Nucleosome Chiral Transition under Positive Torsional Stress in Single Chromatin Fibers

Using magnetic tweezers to investigate the mechanical response of single chromatin fibers, we show that fibers submitted to large positive torsion transiently trap positive turns, at a rate of one turn per nucleosome. A comparison with the response of fibers of tetrasomes (the (H3-H4)2 tetramer bound with ~50 bp of DNA) obtained by depletion of H2A-H2B dimers, suggests that the trapping reflects a nucleosome chiral transition to a metastable form built on the previously documented righthanded tetrasome. In view of its low energy, <8 kT, we propose this transition is physiologically relevant and serves to break the docking of the dimers on the tetramer which in the absence of other factors exerts a strong block against elongation of transcription by the main RNA polymerase.

💡 Research Summary

In this study the authors employed magnetic‑tweezers spectroscopy to apply controlled torsional stress and tensile force to individual chromatin fibers reconstituted on defined DNA templates. By gradually increasing positive supercoiling under a constant stretching force of ~30 pN, they observed an unexpected “turn‑trapping” behavior: each nucleosome in the fiber temporarily captured one additional positive turn. The trapping manifested as a plateau in the torque‑extension curve once the applied twist exceeded roughly +15 turns and disappeared abruptly when the twist was further increased, allowing the fiber to return to its original mechanical response. Importantly, the number of trapped turns scaled linearly with the number of nucleosomes, indicating that the phenomenon is a per‑nucleosome event rather than a collective fiber property.
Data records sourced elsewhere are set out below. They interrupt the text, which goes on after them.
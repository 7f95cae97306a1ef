use crate::consts::{
    DEFAULT_BLOCK_CACHE_BYTES, DEFAULT_BYTE_SAMPLING_FACTOR, DEFAULT_BYTE_SAMPLING_OVERHEAD,
    DEFAULT_COMPACTION_INTERVAL, DEFAULT_DURABILITY_BUDGET_BYTES, DEFAULT_DURABILITY_INTERVAL,
    DEFAULT_FALSE_POSITIVE_RATE, DEFAULT_FEED_STREAM_BYTES, DEFAULT_FETCH_BLOCK_BYTES, DEFAULT_FETCH_BYTES_BUDGET,
    DEFAULT_FETCH_PARALLELISM, DEFAULT_FETCH_QUEUE_HARD, DEFAULT_FETCH_QUEUE_SOFT, DEFAULT_FETCH_WARN_AFTER,
    DEFAULT_FUTURE_VERSION_TIMEOUT, DEFAULT_MAPPED_RANGE_FANOUT, DEFAULT_MEMTABLE_BYTES, DEFAULT_QUEUE_HARD_BYTES,
    DEFAULT_QUEUE_OVERAGE_BYTES, DEFAULT_READ_QUEUE_HARD, DEFAULT_READ_QUEUE_SOFT, DEFAULT_STREAM_CHUNK_BYTES,
    DEFAULT_STREAM_CHUNK_ROWS, DEFAULT_WATCH_BYTES_BUDGET, DEFAULT_WATCH_TIMEOUT,
};
use std::time::Duration;

#[derive(Clone, Debug)]
/// Configuration options for the storage server core. The hosting process
/// fills this once at construction; there is no global knob registry.
pub struct Config {
    /// Size of each engine memtable before it freezes and flushes
    pub memtable_bytes: usize,

    /// Block cache budget shared by table readers
    pub block_cache_bytes: usize,

    /// False positive rate for per-run bloom filters. The lower the value,
    /// the more accurate, but it incurs extra cost on the CPU.
    pub false_positive_rate: f64,

    /// Bytes the durability loop writes per cycle before it commits,
    /// even if more versions are eligible
    pub durability_budget_bytes: usize,

    /// Delay between durability-loop cycles
    pub durability_interval: Duration,

    /// Hard ceiling on `bytes_input - bytes_durable` (the emergency brake)
    pub queue_hard_bytes: usize,

    /// Allowance past the ceiling guaranteeing forward progress
    pub queue_overage_bytes: usize,

    /// Concurrent shard fetches per process
    pub fetch_parallelism: usize,

    /// Byte budget shared by in-flight fetches; exceeding it parks fetchers
    pub fetch_bytes_budget: usize,

    /// Bytes streamed from a peer per fetch block
    pub fetch_block_bytes: usize,

    /// Log a warning when a fetch makes no progress for this long
    pub fetch_warn_after: Duration,

    /// Read admission: queue past soft mark sheds load, past hard mark fails
    /// with `ServerOverloaded`
    pub read_queue_soft: usize,
    pub read_queue_hard: usize,

    /// Fetch-read admission marks
    pub fetch_queue_soft: usize,
    pub fetch_queue_hard: usize,

    /// How far the MVCC read window trails the current version; memory is
    /// only forgotten (and durability only advances) below this distance
    pub read_window_versions: u64,

    /// How long a read waits for a not-yet-arrived version
    pub future_version_timeout: Duration,

    /// Watch deadline; elapsed watches reply with the current value check
    pub watch_timeout: Duration,

    /// Total bytes of watch records before new watches get `WatchCancelled`
    pub watch_bytes_budget: usize,

    /// Delay between engine compaction scans
    pub compaction_interval: Duration,

    /// Rows per `get_range_stream` chunk
    pub stream_chunk_rows: usize,

    /// Bytes per `get_range_stream` chunk
    pub stream_chunk_bytes: usize,

    /// Secondary lookups allowed per mapped-range row
    pub mapped_range_fanout: usize,

    /// Byte-sampling factor: roughly one of this many bytes is sampled
    pub byte_sampling_factor: usize,

    /// Per-entry overhead added before the sampling coin flip
    pub byte_sampling_overhead: usize,

    /// Bytes per change-feed stream reply
    pub feed_stream_bytes: usize,
}

impl Default for Config {
    fn default() -> Self {
        Config {
            memtable_bytes: DEFAULT_MEMTABLE_BYTES,
            block_cache_bytes: DEFAULT_BLOCK_CACHE_BYTES,
            false_positive_rate: DEFAULT_FALSE_POSITIVE_RATE,
            durability_budget_bytes: DEFAULT_DURABILITY_BUDGET_BYTES,
            durability_interval: DEFAULT_DURABILITY_INTERVAL,
            queue_hard_bytes: DEFAULT_QUEUE_HARD_BYTES,
            queue_overage_bytes: DEFAULT_QUEUE_OVERAGE_BYTES,
            fetch_parallelism: DEFAULT_FETCH_PARALLELISM,
            fetch_bytes_budget: DEFAULT_FETCH_BYTES_BUDGET,
            fetch_block_bytes: DEFAULT_FETCH_BLOCK_BYTES,
            fetch_warn_after: DEFAULT_FETCH_WARN_AFTER,
            read_queue_soft: DEFAULT_READ_QUEUE_SOFT,
            read_queue_hard: DEFAULT_READ_QUEUE_HARD,
            fetch_queue_soft: DEFAULT_FETCH_QUEUE_SOFT,
            fetch_queue_hard: DEFAULT_FETCH_QUEUE_HARD,
            read_window_versions: crate::consts::MAX_READ_TRANSACTION_LIFE_VERSIONS,
            future_version_timeout: DEFAULT_FUTURE_VERSION_TIMEOUT,
            watch_timeout: DEFAULT_WATCH_TIMEOUT,
            watch_bytes_budget: DEFAULT_WATCH_BYTES_BUDGET,
            compaction_interval: DEFAULT_COMPACTION_INTERVAL,
            stream_chunk_rows: DEFAULT_STREAM_CHUNK_ROWS,
            stream_chunk_bytes: DEFAULT_STREAM_CHUNK_BYTES,
            mapped_range_fanout: DEFAULT_MAPPED_RANGE_FANOUT,
            byte_sampling_factor: DEFAULT_BYTE_SAMPLING_FACTOR,
            byte_sampling_overhead: DEFAULT_BYTE_SAMPLING_OVERHEAD,
            feed_stream_bytes: DEFAULT_FEED_STREAM_BYTES,
        }
    }
}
To dissect the structural origin of this effect, the authors generated a second type of fiber in which the H2A‑H2B dimers were selectively removed, leaving only the (H3‑H4)₂ tetramer bound to ~50 bp of DNA – a “tetrasome”. Tetrasomes are known from previous work to adopt a right‑handed DNA wrapping geometry. When subjected to the same positive torsional regime, tetrasome fibers displayed an almost identical turn‑trapping signature, again at a rate of one turn per tetrasome. This parallel behavior strongly suggests that the trapped turn is not a property of the full octameric nucleosome per se, but rather reflects a chiral transition of the underlying H3‑H4 tetramer core.
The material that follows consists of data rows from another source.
pub struct StorageServer {
    pub id: Uuid,
    pub cluster_id: Uuid,
    pub tss_pair: std::sync::Mutex<Option<Uuid>>,
    pub tss_quarantined: AtomicBool,
    pub primary_locality: AtomicI64,
    pub log_protocol: AtomicU64,
    pub cfg: Config,
    pub shard_manager: Arc<ShardManager>,

    /// The durable-version lock and everything it guards
    pub data: Arc<RwLock<MvccData>>,

    /// Largest version fully visible to reads
    pub version: VersionCell,
    /// All mutations at or below this survive restart
    pub durable_version: VersionCell,
    /// Smallest queryable version; the engine holds exactly this version
    pub oldest_version: VersionCell,
    /// Target below which memory may be forgotten
    pub desired_oldest_version: VersionCell,
    known_committed: AtomicU64,
    /// Version of the last fully processed log batch
    pub last_log_version: AtomicU64,

    pub shards: std::sync::RwLock<ShardMap>,
    pub watches: Watches,
    pub feeds: ChangeFeeds,
    pub byte_sample: ByteSample,
    pub counters: Counters,

    pub read_sem: Arc<Semaphore>,
    pub fetch_read_sem: Arc<Semaphore>,
    pub fetch_parallelism: Arc<Semaphore>,
    pub fetch_budget: FetchBudget,

    /// Fetchers parked here until the update pipeline splices them in
    pub fetch_injections: Mutex<Vec<FetchInjection>>,

    /// Shard-mapping changes the durability loop still has to persist once
    /// the tagged version commits (`true` = add, `false` = remove and
    /// clean up)
    pub pending_mapping: std::sync::Mutex<Vec<(KeyRange, bool, Version)>>,

    /// Kicks the durability loop out of its idle sleep
    pub durability_wake: Notify,
    /// Reboot marker: once durable reaches this, surface PleaseReboot
    pub reboot_after_durable: AtomicU64,

    pub peer: std::sync::RwLock<Option<Arc<dyn PeerReads>>>,
    pub log_cursor: std::sync::RwLock<Option<Arc<dyn LogCursor>>>,

    error_tx: mpsc::UnboundedSender<Error>,
    error_rx: std::sync::Mutex<Option<mpsc::UnboundedReceiver<Error>>>,
    shutdown_tx: watch::Sender<bool>,

    /// Assigned-but-unavailable ranges found during recovery; re-fetched
    /// once `start` provides a peer
    pub pending_refetch: std::sync::Mutex<Vec<KeyRange>>,

    /// Versions at which ranges lost their data; a re-fetch of an
    /// overlapping range must wait for that version to be durable first
    pub newest_unavailable: std::sync::Mutex<Vec<(KeyRange, Version)>>,
}

/// Returned by [`StorageServer::start`]; the host listens for fatal errors
/// (`PleaseReboot`, `WorkerRemoved`, engine corruption) and tears down.
pub struct ServerHandle {
    pub errors: mpsc::UnboundedReceiver<Error>,
}

/// Progress of a range through the shard lifecycle, coarsest state wins
#[derive(Clone, Copy, Debug, PartialEq, Eq)]
pub enum ShardReadiness {
    NotAssigned,
    Adding,
    Readable,
}

/// Point-in-time queue snapshot for the hosting process's ratekeeper
#[derive(Clone, Debug)]
pub struct QueuingMetrics {
    pub local_time: chrono::DateTime<chrono::Utc>,
    pub version: Version,
    pub durable_version: Version,
    pub bytes_input: u64,
    pub bytes_durable: u64,
    pub queue_bytes: u64,
    pub watch_count: u64,
    pub watch_bytes: u64,
}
Quantitative analysis of the hysteresis in the torque‑extension curves allowed the authors to estimate the free‑energy barrier associated with the transition. The calculated ΔG lies between 6 and 8 kT, a value low enough that thermal fluctuations at physiological temperature can readily overcome it. Consequently, the transition is expected to be accessible under the modest positive supercoiling that naturally accumulates ahead of RNA polymerase II during transcription elongation. Once the transition occurs, the H2A‑H2B dimers become destabilized and are unable to re‑dock onto the tetramer, effectively converting the nucleosome into a metastable, right‑handed tetrasome‑like state.

The functional implication of this structural conversion is profound. In the metastable state, the nucleosome no longer provides the usual barrier to the advancing polymerase; instead, the loss of the H2A‑H2B “docking platform” creates a strong block to transcription elongation because the polymerase must now contend with a re‑organized chromatin particle that resists further DNA unwinding. Thus, positive torsional stress can act as a molecular switch that transiently locks nucleosomes into a chiral, low‑energy configuration that impedes transcription, providing a novel mechanism of torque‑dependent gene regulation.

These findings extend the classic view of chromatin as a passive torsional buffer that is relieved solely by topoisomerases. Instead, the data reveal that the chromatin fiber itself can sense and respond to torsional cues by undergoing a reversible chiral transition. This “torsion‑switch” could be especially relevant at promoters of highly expressed genes, where transcription‑generated supercoiling is intense. Moreover, the low energy cost of the transition suggests that additional regulatory layers—such as histone post‑translational modifications, chromatin remodelers, or specific transcription factors—could modulate the propensity of nucleosomes to enter the metastable state, thereby fine‑tuning transcriptional output.

The authors conclude by proposing future experiments to test the physiological relevance of the transition in vivo, including the use of topoisomerase inhibitors, mutant histones that alter H2A‑H2B binding affinity, and live‑cell imaging of torsional dynamics. They also speculate that similar chiral transitions might influence other DNA‑dependent processes such as replication fork progression and DNA repair, where local supercoiling is a common by‑product. Overall, the work provides a compelling mechanistic link between mechanical stress on chromatin and the regulation of gene expression, opening new avenues for exploring how cells integrate physical forces into epigenetic control.